Francesco, architecte marié italien, débarque à Istambul pour négocier la vente d'un vieil hammam hérité d'une tante décédée. Peu à peu, tandis qu'il se lie d'amitié avec la famille qui l'accueille, il découvre les traditions de cet autre peuple méditerranéen. Il se prend d'affection pour le bâtiment qu'il entreprend de rénover, inspiré par la lecture des lettres de sa tante, elle aussi conquise en son temps par cette ville aux coutumes bien éloignées de son Italie natale.
L'atmosphère du film est calme et apaisante. Istambul est d'ailleurs qualifiée de "silencieuse". La très belle musique d'inspiration turque, rythme néanmoins l'intrigue. Une large part est à juste titre laissée aux non-dits, thème essentiel dans le film.

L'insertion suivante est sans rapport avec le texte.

#[cfg(test)]
mod tests {
    use super::*;
    use crate::config::Background;
    use crate::context::Terminals;
    use std::collections::BTreeMap;
    use std::io::Cursor;

    fn strip(s: &str) -> String {
        let mut out = String::new();
        let mut chars = s.chars().peekable();
        while let Some(ch) = chars.next() {
            if ch == '\x1b' && chars.peek() == Some(&'[') {
                for c in chars.by_ref() {
                    if c.is_ascii_alphabetic() {
                        break;
                    }
                }
                continue;
            }
            out.push(ch);
        }
        out
    }

    fn numbered_lines(count: usize) -> String {
        (1..=count).map(|i| format!("line {}\n", i)).collect()
    }

    struct Fixture {
        lexers: LexerResolver,
        reporter: Reporter,
        engine: HighlightEngine,
    }

    impl Fixture {
        fn new() -> Self {
            Self {
                lexers: LexerResolver::new(&BTreeMap::new()),
                reporter: Reporter::new(Terminals::none()),
                engine: HighlightEngine::new("terminal", None, Background::Dark).unwrap(),
            }
        }

        fn run(
            &self,
            settings: PrintSettings,
            colors: bool,
            stdin: &str,
            inputs: &[Input],
        ) -> (String, PrintSummary) {
            let engine = colors.then_some(&self.engine);
            let mut printer = FilePrinter::new(
                settings,
                engine,
                &self.lexers,
                &self.reporter,
                Vec::new(),
                Cursor::new(stdin.as_bytes().to_vec()),
            );
            let summary = printer.print_all(inputs);
            let out = String::from_utf8(printer.into_inner()).unwrap();
            (out, summary)
        }
    }

    #[test]
    fn test_input_from_arg() {
        assert_eq!(Input::from_arg("-"), Input::Stdin);
        assert_eq!(Input::from_arg("  "), Input::Stdin);
        assert_eq!(Input::from_arg(" a.rs "), Input::File(PathBuf::from("a.rs")));
    }

    #[test]
    fn test_stdin_read_once() {
        let fixture = Fixture::new();
        let settings = PrintSettings {
            printnames: true,
            ..Default::default()
        };

        let (out, summary) = fixture.run(settings, false, "hello\n", &[Input::Stdin, Input::Stdin]);
        assert_eq!(out, "\nstdin:\nhello\n");
        assert_eq!(summary.printed, 1);
        assert_eq!(summary.skipped, 1);
        assert!(summary.success());
    }

    #[test]
    fn test_raw_output_is_exact() {
        let fixture = Fixture::new();
        let content = "a\r\n\tb  \n\nno newline";
        let (out, _) = fixture.run(PrintSettings::default(), false, content, &[Input::Stdin]);
        assert_eq!(out, content);
    }

    #[test]
    fn test_raw_invalid_utf8_preserved() {
        let fixture = Fixture::new();
        let lexers = &fixture.lexers;
        let bytes = vec![b'a', 0xff, 0xfe, b'\n'];
        let mut printer = FilePrinter::new(
            PrintSettings::default(),
            None,
            lexers,
            &fixture.reporter,
            Vec::new(),
            Cursor::new(bytes.clone()),
        );
        printer.print_all(&[Input::Stdin]);
        assert_eq!(printer.into_inner(), bytes);
    }

    #[test]
    fn test_nine_lines_one_digit() {
        let fixture = Fixture::new();
        let settings = PrintSettings {
            number_lines: true,
            ..Default::default()
        };
        let (out, _) = fixture.run(settings, false, &numbered_lines(9), &[Input::Stdin]);
        let lines: Vec<&str> = out.lines().collect();
        assert_eq!(lines.len(), 9);
        assert_eq!(lines[0], "1: line 1");
        assert_eq!(lines[8], "9: line 9");
    }

    #[test]
    fn test_ten_lines_two_digits() {
        let fixture = Fixture::new();
        let settings = PrintSettings {
            number_lines: true,
            ..Default::default()
        };
        let (out, _) = fixture.run(settings, false, &numbered_lines(10), &[Input::Stdin]);
        let lines: Vec<&str> = out.lines().collect();
        assert_eq!(lines[0], "01: line 1");
        assert_eq!(lines[9], "10: line 10");
    }

    #[test]
    fn test_highlighted_numbers_are_colored() {
        let fixture = Fixture::new();
        let settings = PrintSettings {
            number_lines: true,
            lexer: Some("rust".into()),
            ..Default::default()
        };
        let (out, summary) = fixture.run(settings, true, &numbered_lines(10), &[Input::Stdin]);
        assert!(summary.success());
        assert!(out.starts_with("\x1b[36m01\x1b[0m\x1b[38;5;245m:\x1b[0m "));
        let plain = strip(&out);
        assert_eq!(plain.lines().count(), 10);
        assert!(plain.starts_with("01: line 1\n"));
    }

    #[test]
    fn test_highlight_drops_trailing_empty_line() {
        let fixture = Fixture::new();
        let settings = PrintSettings {
            lexer: Some("rust".into()),
            ..Default::default()
        };

        let content = "fn a() {}\nfn b() {}\n";
        let (out, _) = fixture.run(settings.clone(), true, content, &[Input::Stdin]);
        assert_eq!(strip(&out), "fn a() {}\nfn b() {}\n");

        // 原本的空白行保留
        let (out, _) = fixture.run(settings, true, "fn a() {}\n\n", &[Input::Stdin]);
        assert_eq!(strip(&out), "fn a() {}\n\n");
    }

    #[test]
    fn test_missing_file_continues() {
        let fixture = Fixture::new();
        let dir = tempfile::tempdir().unwrap();
        let present = dir.path().join("present.txt");
        std::fs::write(&present, "here\n").unwrap();

        let inputs = [
            Input::File(dir.path().join("missing.txt")),
            Input::File(present),
        ];
        let (out, summary) = fixture.run(PrintSettings::default(), false, "", &inputs);
        assert_eq!(out, "here\n");
        assert_eq!(summary.failed, 1);
        assert_eq!(summary.printed, 1);
        assert!(!summary.success());
    }

    #[test]
    fn test_bad_lexer_fails_only_that_input() {
        let fixture = Fixture::new();
        let dir = tempfile::tempdir().unwrap();
        let path = dir.path().join("main.rs");
        std::fs::write(&path, "fn main() {}\n").unwrap();

        let settings = PrintSettings {
            lexer: Some("no-such-lexer".into()),
            printnames: true,
            ..Default::default()
        };
        let inputs = [Input::Stdin, Input::File(path.clone())];
        let (out, summary) = fixture.run(settings, true, "text\n", &inputs);
        assert_eq!(summary.failed, 1);
        assert_eq!(summary.printed, 1);

        // 失敗的輸入不留下名稱標頭
        let plain = strip(&out);
        assert!(!plain.contains("stdin:"));
        assert_eq!(plain, format!("\n{}:\nfn main() {{}}\n", path.display()));
    }

    #[test]
    fn test_file_lexer_from_extension() {
        let fixture = Fixture::new();
        let dir = tempfile::tempdir().unwrap();
        let path = dir.path().join("main.rs");
        std::fs::write(&path, "fn main() {}\n").unwrap();

        let (out, summary) = fixture.run(PrintSettings::default(), true, "", &[Input::File(path)]);
        assert!(summary.success());
        assert!(out.contains("\x1b["));
        assert_eq!(strip(&out), "fn main() {}\n");
    }

    #[test]
    fn test_empty_input() {
        let fixture = Fixture::new();
        let (out, summary) = fixture.run(PrintSettings::default(), true, "", &[Input::Stdin]);
        assert!(summary.success());
        assert!(out.is_empty());
    }

    #[test]
    fn test_decode_utf16_bom() {
        let mut bytes = vec![0xFF, 0xFE];
        for unit in "hi".encode_utf16() {
            bytes.extend_from_slice(&unit.to_le_bytes());
        }
        assert_eq!(decode("utf16.txt", &bytes), "hi");
        assert_eq!(decode("bad.txt", &[b'a', 0xff]), "a\u{fffd}");
    }
}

J'apprécie que, pour une fois, le changement d'orientation sexuelle ne soit pas traité comme une rupture, mais plutôt comme une convergence, apaisante, vivifiante peut-être même. Le hammam est présenté paradoxalement comme un lieu de convergence pour soi-même, car permettant de vivre ses désirs cachés, tout en menant une vie équilibrée en dehors... tant que les deux univers ne coïncident pas... C'est sans doute leur confrontation, peut-être inévitable, qui conduit au drame.